Bilal Hassani: his response to homophobic attacks

He may be used to criticism, but the Metz affair is the straw that broke the camel's back

Bilal Hassani: his response to homophobic attacks

He may be used to criticism, but the Metz affair is the straw that broke the camel's back. "It happened to me several times to receive threats and I always showed myself the most courageous possible, but there, it was starting to be worrying, especially for my public..." It is a Bilal Hassani moved and tired of the controversies who appeared Wednesday evening on the set of C à vous, after the cancellation of his planned concert in Metz.

Radical Catholic and far-right movements had stepped up to protest against his planned concert in a former church desecrated and converted into a cultural venue. "It's a public, cultural place that hosts shows all the time, and we never talk about it," Hassani continues. I understand the mission behind all this, all these messages received, all the threats, because it's me, and it's sad. »

And to remember that he is above all an artist, not just a gay activist and an icon of the LGBT cause. "My shows have always been for everyone, I don't do pornographic performances, I've never done one," he recalls on France 5. When, at 5, I started the conservatory, I had no idea my career was going to look like this,” he continued. I like to sing, I like to dance and I know that I make people feel good […] We were starting a tour, this concert was sold out and it was ruined again. Sometimes, you have the impression of seeing beautiful things happen and all of a sudden you step back, and that's scary. »

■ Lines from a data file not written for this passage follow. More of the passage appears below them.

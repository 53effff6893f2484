//! OBJ/MTL texture repair tool
//!
//! Point it at a folder holding one `.obj` file, its `.mtl` library and the
//! texture images (in any subfolder). Stale texture paths in the `.mtl` are
//! rewritten to folder-relative ones, asking which file to use whenever no
//! exact file name match exists.
//!
//! Usage: obj_repair <FOLDER> [--config repair.toml] [--threshold 0.6] [--yes] [--dry-run]

use anyhow::{Context, Result};
use clap::{Arg, ArgAction, ArgMatches, Command};
use std::path::PathBuf;
use std::process::ExitCode;

use mtl_repair::foundation::logging;
use mtl_repair::prelude::*;

fn cli() -> Command {
    Command::new("obj_repair")
        .about("Repairs broken texture references in the .mtl file of an OBJ asset folder")
        .version(env!("CARGO_PKG_VERSION"))
        .arg(
            Arg::new("folder")
                .value_name("FOLDER")
                .help("Folder containing exactly one .obj file")
                .required(true)
                .value_parser(clap::value_parser!(PathBuf)),
        )
        .arg(
            Arg::new("config")
                .short('c')
                .long("config")
                .value_name("FILE")
                .help("Repair settings (.toml or .ron)")
                .value_parser(clap::value_parser!(PathBuf)),
        )
        .arg(
            Arg::new("threshold")
                .short('t')
                .long("threshold")
                .value_name("RATIO")
                .help("Minimum name similarity (0.0-1.0) for replacement candidates")
                .value_parser(clap::value_parser!(f64)),
        )
        .arg(
            Arg::new("yes")
                .short('y')
                .long("yes")
                .help("Accept the most similar texture without asking")
                .action(ArgAction::SetTrue),
        )
        .arg(
            Arg::new("dry-run")
                .long("dry-run")
                .help("Report what would change without writing the .mtl file")
                .action(ArgAction::SetTrue),
        )
        .arg(
            Arg::new("log-level")
                .long("log-level")
                .value_name("LEVEL")
                .help("Log filter when RUST_LOG is unset (error, warn, info, debug, trace)"),
        )
}

fn load_config(matches: &ArgMatches) -> Result<RepairConfig> {
    let mut config = match matches.get_one::<PathBuf>("config") {
        Some(path) => RepairConfig::load_from_file(path)
            .with_context(|| format!("Failed to load config {}", path.display()))?,
        None => RepairConfig::default(),
    };

    if let Some(threshold) = matches.get_one::<f64>("threshold") {
        config.similarity_threshold = *threshold;
    }
    if let Some(level) = matches.get_one::<String>("log-level") {
        config.log_level = level.clone();
    }

    config.validate().context("Invalid configuration")?;
    Ok(config)
}

fn run(matches: &ArgMatches) -> Result<RepairReport> {
    let config = load_config(matches)?;
    logging::init(&config.log_level);

    let folder = matches
        .get_one::<PathBuf>("folder")
        .context("missing folder argument")?;
    let repair = TextureRepair::new(config).with_dry_run(matches.get_flag("dry-run"));

    let report = if matches.get_flag("yes") {
        repair.run(folder, &mut BestCandidate)?
    } else {
        let mut prompt = ConsolePrompt::stdio(repair.config().skip_token.clone());
        repair.run(folder, &mut prompt)?
    };
    Ok(report)
}

/// Exit status when a run finishes, including partial repairs
const EXIT_OK: u8 = 0;
/// Exit status for usage errors and every abort
const EXIT_ABORT: u8 = 1;

/// Exit status for an argument parsing failure
///
/// `--help` and `--version` surface as clap errors that print to stdout.
fn usage_status(error: &clap::Error) -> u8 {
    if error.use_stderr() { EXIT_ABORT } else { EXIT_OK }
}

/// Log the outcome of a run and pick its exit status
fn finish(result: &Result<RepairReport>) -> u8 {
    match result {
        Ok(report) => {
            log::info!(
                "Summary: {} direct match(es), {} replacement(s), {} unresolved, {} line(s) changed{}",
                report.direct_matches,
                report.replacements_applied,
                report.unresolved,
                report.changed_lines,
                if report.written { "" } else { " (not written)" }
            );
            log::info!("Processing complete.");
            EXIT_OK
        }
        Err(e) => {
            logging::init("info");
            log::error!("Aborting: {:#}", e);
            EXIT_ABORT
        }
    }
}

fn main() -> ExitCode {
    let status = match cli().try_get_matches() {
        Ok(matches) => finish(&run(&matches)),
        Err(e) => {
            if let Err(io_err) = e.print() {
                eprintln!("Failed to print usage: {}", io_err);
            }
            usage_status(&e)
        }
    };
    ExitCode::from(status)
}

#[cfg(test)]
mod tests {
    use super::*;
    use std::fs;

    fn parse_status(args: &[&str]) -> u8 {
        match cli().try_get_matches_from(args.iter().copied()) {
            Ok(matches) => finish(&run(&matches)),
            Err(e) => usage_status(&e),
        }
    }

    #[test]
    fn test_missing_folder_is_usage_error() {
        assert_eq!(parse_status(&["obj_repair"]), EXIT_ABORT);
    }

    #[test]
    fn test_extra_argument_is_usage_error() {
        assert_eq!(parse_status(&["obj_repair", "one", "two"]), EXIT_ABORT);
    }

    #[test]
    fn test_help_and_version_succeed() {
        assert_eq!(parse_status(&["obj_repair", "--help"]), EXIT_OK);
        assert_eq!(parse_status(&["obj_repair", "--version"]), EXIT_OK);
    }

    #[test]
    fn test_invalid_threshold_aborts() {
        let dir = tempfile::tempdir().unwrap();
        let folder = dir.path().to_str().unwrap();
        assert_eq!(parse_status(&["obj_repair", folder, "--threshold", "2.0"]), EXIT_ABORT);
    }

    #[test]
    fn test_abort_exits_one() {
        let dir = tempfile::tempdir().unwrap();
        let missing = dir.path().join("no_such_folder");
        assert_eq!(parse_status(&["obj_repair", missing.to_str().unwrap(), "--yes"]), EXIT_ABORT);
    }

    #[test]
    fn test_repaired_folder_exits_zero() {
        let dir = tempfile::tempdir().unwrap();
        fs::write(dir.path().join("crate.obj"), "mtllib crate.mtl\nv 0 0 0\n").unwrap();
        fs::write(dir.path().join("crate.mtl"), "map_Kd C:/old/wood.png\n").unwrap();
        fs::create_dir(dir.path().join("tex")).unwrap();
        fs::write(dir.path().join("tex/wood.png"), "").unwrap();

        let folder = dir.path().to_str().unwrap();
        assert_eq!(parse_status(&["obj_repair", folder, "--yes"]), EXIT_OK);
        assert_eq!(
            fs::read_to_string(dir.path().join("crate.mtl")).unwrap(),
            "map_Kd tex/wood.png\n"
        );
    }
}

Traditionalist activists or identity movements had howled scandal and desecration, objecting that the church of Saint-Pierre-aux-Nonnains, where the concert was to take place, remained a Christian place, a former vestige of a Benedictine abbey. But Mayor François Grosdidier recalled that the building had been officially deconsecrated for 500 years – in fact, it even served as a military building before being restored and converted into a performance hall, welcoming local artists and even hip-hop. hop… Christophe Willem had a full house there in 2015. But the threats were such that the production preferred to cancel the show scheduled for April 5. “There was a call for the rally that was going to take place in the city, explains Bilal Hassani, they had tried to target my fans. And that's the thing that terrifies me the most..."

It's been four years since the singer learned to live with hate. Torrents of mud poured over him as soon as he participated in Eurovision in 2019, where he represented France with his song "King". In an attempt to calm this harassment on social networks, he decided to file a complaint against X for "insults, incitement to hatred and violence and homophobic threats". A waste of time, he said he sometimes received up to 15 insults per minute...

"It bothers a lot that my parents were born in Morocco and that I'm gay, there's no denying that. And that I wear the colors of my country, "he confided at the time to the Parisian. The Metz affair proves that he still has so much trouble being accepted. “I'm starting to get a little tired, he admitted in C to you, while announcing to continue his tour. I've been exposed for four years, I'm still a human being, I'm 23, I started when I was 19, it's a lot to carry on my shoulders...".